#### [REQUIRED ACTION]
For the string "NaiveDateTime", find every matching line in the records and copy it.

-- MATERIAL PROVIDED follows --

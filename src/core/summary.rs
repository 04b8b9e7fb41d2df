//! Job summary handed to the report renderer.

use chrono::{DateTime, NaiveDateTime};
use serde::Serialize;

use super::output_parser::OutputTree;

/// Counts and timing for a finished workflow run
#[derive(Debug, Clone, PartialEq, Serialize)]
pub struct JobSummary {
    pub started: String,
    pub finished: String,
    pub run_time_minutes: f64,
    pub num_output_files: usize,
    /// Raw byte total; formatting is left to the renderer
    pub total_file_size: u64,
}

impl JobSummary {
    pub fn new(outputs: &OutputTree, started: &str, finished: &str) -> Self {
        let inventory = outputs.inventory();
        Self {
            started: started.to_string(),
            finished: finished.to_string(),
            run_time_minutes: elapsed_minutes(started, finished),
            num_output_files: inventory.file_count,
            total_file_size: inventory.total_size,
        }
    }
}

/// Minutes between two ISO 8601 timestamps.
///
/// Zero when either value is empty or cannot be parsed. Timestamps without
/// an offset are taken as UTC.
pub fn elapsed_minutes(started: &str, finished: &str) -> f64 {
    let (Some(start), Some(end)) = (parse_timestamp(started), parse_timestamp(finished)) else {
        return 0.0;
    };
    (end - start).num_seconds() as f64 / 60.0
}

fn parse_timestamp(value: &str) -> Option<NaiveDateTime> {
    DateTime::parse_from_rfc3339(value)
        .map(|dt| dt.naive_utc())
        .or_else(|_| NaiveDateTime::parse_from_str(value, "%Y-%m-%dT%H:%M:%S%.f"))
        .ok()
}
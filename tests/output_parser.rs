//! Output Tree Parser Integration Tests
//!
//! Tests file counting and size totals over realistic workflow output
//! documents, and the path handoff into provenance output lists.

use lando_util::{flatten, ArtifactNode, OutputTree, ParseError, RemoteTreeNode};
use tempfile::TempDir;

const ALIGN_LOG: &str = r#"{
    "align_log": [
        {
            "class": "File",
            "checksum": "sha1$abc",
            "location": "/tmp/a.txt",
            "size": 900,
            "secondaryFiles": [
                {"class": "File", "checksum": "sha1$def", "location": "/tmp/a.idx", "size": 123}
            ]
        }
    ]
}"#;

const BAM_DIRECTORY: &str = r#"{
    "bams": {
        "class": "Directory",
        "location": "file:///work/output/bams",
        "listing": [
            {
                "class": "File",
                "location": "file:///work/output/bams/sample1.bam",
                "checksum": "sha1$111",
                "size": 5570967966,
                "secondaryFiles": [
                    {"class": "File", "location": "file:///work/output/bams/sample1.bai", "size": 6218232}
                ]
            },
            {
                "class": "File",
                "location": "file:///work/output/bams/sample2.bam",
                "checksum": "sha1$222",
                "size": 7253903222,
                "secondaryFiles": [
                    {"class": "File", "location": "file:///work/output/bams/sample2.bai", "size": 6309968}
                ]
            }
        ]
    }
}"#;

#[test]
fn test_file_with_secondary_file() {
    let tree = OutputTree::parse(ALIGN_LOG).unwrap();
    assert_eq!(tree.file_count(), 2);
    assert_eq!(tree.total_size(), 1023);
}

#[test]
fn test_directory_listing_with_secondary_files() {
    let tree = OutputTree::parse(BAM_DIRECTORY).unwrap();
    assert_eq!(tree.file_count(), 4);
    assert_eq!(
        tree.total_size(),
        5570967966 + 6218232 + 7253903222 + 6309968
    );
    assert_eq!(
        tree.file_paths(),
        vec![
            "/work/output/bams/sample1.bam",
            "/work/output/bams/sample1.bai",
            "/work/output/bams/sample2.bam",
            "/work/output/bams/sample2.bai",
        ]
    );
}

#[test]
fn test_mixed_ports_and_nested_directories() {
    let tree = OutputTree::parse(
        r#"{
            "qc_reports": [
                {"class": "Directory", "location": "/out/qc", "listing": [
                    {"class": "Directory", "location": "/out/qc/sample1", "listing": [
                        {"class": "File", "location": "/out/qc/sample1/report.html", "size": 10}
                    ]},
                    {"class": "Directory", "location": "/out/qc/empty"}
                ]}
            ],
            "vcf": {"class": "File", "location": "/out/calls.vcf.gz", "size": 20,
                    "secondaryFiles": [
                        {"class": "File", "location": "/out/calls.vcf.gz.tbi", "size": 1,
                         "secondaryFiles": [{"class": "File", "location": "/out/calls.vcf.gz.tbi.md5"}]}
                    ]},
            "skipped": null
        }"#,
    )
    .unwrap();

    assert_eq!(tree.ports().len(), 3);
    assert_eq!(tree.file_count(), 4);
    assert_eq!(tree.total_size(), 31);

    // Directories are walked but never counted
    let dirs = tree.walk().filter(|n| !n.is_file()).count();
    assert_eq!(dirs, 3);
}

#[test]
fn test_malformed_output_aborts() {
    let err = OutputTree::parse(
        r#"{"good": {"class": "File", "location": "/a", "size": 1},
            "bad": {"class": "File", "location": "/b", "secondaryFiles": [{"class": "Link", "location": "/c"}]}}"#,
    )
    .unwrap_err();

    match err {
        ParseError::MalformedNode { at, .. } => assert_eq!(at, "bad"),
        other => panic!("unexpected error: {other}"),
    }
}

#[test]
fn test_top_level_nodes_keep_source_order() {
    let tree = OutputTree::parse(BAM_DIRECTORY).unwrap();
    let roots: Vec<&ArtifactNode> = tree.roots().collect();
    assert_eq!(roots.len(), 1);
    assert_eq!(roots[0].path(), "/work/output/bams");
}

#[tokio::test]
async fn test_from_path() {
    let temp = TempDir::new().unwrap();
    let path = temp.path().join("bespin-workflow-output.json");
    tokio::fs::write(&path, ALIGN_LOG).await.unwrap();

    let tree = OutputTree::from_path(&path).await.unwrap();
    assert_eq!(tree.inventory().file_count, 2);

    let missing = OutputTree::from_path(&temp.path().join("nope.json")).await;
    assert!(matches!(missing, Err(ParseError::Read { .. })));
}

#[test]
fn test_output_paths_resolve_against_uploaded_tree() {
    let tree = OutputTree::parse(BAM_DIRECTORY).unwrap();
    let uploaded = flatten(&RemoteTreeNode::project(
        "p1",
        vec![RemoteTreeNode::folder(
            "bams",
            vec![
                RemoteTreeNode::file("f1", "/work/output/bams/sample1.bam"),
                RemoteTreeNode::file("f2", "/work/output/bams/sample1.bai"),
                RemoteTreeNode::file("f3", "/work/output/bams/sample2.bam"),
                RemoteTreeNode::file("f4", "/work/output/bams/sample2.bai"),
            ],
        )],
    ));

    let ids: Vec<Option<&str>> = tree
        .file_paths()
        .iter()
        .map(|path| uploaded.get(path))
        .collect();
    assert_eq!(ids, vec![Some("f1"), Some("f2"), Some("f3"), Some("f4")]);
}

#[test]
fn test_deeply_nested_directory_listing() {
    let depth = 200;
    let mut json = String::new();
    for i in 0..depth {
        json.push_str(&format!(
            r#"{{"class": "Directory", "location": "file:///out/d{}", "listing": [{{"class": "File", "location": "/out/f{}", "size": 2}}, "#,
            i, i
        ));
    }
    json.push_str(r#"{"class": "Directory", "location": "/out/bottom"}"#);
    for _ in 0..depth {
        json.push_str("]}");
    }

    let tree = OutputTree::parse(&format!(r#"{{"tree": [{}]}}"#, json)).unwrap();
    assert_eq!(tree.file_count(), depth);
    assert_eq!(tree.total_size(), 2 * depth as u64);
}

-- MATERIAL PROVIDED concluded --
-- MATERIAL PROVIDED follows --

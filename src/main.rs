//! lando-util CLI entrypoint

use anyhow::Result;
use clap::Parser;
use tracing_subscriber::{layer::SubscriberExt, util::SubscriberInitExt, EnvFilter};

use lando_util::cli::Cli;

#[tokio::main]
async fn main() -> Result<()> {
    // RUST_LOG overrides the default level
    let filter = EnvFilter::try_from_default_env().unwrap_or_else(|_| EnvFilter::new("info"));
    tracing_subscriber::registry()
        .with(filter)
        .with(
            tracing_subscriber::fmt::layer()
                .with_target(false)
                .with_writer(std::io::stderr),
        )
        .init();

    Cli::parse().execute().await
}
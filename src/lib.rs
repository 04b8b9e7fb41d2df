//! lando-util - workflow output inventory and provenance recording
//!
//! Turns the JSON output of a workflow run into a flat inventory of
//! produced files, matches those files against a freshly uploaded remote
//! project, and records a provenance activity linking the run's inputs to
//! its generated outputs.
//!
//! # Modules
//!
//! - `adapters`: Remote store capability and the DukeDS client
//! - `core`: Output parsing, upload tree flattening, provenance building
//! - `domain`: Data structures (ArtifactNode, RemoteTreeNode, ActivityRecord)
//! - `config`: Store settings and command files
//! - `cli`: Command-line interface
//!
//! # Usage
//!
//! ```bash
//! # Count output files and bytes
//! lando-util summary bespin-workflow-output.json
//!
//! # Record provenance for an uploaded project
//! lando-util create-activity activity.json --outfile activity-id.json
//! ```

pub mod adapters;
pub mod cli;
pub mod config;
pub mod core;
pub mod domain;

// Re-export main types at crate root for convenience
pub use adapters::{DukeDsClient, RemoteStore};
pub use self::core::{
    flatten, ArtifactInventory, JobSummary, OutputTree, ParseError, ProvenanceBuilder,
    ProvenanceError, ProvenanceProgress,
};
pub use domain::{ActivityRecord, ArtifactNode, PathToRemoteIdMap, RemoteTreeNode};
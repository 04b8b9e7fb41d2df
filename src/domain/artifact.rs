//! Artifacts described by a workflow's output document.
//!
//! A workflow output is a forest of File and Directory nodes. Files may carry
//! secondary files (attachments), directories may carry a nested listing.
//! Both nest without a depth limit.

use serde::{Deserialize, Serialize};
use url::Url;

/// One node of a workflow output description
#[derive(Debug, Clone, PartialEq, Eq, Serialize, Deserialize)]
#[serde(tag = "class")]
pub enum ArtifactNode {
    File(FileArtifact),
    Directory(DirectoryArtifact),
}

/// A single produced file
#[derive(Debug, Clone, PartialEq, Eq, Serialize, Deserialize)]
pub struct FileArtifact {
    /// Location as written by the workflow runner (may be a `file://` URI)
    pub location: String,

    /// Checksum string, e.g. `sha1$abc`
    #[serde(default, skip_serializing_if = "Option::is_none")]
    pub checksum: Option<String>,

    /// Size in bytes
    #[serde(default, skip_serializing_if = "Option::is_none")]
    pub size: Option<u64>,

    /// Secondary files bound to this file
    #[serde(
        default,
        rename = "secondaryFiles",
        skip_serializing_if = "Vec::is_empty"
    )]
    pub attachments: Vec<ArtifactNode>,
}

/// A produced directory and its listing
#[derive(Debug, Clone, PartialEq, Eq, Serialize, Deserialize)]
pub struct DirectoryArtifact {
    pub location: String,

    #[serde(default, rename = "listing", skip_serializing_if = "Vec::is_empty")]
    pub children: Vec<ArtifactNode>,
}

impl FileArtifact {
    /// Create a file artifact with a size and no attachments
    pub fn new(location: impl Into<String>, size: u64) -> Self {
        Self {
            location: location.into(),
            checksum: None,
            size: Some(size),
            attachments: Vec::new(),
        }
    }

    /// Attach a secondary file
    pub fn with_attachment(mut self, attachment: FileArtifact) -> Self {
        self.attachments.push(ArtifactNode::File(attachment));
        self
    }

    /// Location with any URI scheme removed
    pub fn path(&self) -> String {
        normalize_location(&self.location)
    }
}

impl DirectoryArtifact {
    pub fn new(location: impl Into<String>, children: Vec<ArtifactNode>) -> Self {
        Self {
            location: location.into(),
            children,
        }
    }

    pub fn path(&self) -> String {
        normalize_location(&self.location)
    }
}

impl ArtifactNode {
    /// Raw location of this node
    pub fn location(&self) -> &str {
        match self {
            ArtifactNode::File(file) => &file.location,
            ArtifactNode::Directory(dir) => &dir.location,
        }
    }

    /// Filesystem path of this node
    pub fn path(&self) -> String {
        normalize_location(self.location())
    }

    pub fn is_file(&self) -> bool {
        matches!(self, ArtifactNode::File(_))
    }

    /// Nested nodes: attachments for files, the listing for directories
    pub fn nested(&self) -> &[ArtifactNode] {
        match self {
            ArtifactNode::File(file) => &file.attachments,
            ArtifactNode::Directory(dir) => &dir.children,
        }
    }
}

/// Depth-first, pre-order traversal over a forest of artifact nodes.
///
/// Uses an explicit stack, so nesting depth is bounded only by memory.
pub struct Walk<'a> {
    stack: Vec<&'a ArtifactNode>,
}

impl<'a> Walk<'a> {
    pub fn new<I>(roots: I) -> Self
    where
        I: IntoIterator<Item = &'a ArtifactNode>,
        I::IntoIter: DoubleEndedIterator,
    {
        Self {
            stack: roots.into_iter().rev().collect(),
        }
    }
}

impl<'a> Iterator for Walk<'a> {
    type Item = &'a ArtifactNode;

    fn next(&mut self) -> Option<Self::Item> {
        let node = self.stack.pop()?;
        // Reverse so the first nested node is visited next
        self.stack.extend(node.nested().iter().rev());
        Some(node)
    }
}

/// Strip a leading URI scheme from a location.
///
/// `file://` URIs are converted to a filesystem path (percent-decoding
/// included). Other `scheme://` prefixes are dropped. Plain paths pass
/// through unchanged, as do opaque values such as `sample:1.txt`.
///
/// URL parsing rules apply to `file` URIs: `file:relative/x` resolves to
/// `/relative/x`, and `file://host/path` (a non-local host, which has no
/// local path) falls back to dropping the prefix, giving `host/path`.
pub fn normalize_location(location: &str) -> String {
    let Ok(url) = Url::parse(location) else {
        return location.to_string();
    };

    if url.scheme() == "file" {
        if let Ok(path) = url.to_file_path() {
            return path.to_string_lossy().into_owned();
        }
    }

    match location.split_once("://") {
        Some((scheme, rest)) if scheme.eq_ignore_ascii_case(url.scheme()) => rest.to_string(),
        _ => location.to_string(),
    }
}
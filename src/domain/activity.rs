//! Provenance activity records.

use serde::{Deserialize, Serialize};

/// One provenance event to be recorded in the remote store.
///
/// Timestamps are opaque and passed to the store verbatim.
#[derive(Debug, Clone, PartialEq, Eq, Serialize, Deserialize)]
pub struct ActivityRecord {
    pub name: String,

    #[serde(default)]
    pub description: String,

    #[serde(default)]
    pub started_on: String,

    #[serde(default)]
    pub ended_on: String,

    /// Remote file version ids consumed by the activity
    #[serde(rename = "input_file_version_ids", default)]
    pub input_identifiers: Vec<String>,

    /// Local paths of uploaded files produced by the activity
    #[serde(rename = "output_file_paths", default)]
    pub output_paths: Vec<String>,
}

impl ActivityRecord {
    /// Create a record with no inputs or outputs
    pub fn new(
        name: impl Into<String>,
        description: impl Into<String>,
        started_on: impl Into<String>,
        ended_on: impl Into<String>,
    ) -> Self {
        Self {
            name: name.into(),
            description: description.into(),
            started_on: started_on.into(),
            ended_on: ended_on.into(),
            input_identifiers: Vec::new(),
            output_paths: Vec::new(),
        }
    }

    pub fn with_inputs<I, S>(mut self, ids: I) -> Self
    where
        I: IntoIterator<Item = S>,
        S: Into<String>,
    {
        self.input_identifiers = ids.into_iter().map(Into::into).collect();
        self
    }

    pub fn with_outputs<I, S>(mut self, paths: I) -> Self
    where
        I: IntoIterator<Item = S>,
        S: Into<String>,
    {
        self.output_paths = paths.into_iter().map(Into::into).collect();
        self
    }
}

-- MATERIAL PROVIDED concluded --

#### [SOLUTION]
use chrono::{DateTime, NaiveDateTime};
fn parse_timestamp(value: &str) -> Option<NaiveDateTime> {
        .or_else(|_| NaiveDateTime::parse_from_str(value, "%Y-%m-%dT%H:%M:%S%.f"))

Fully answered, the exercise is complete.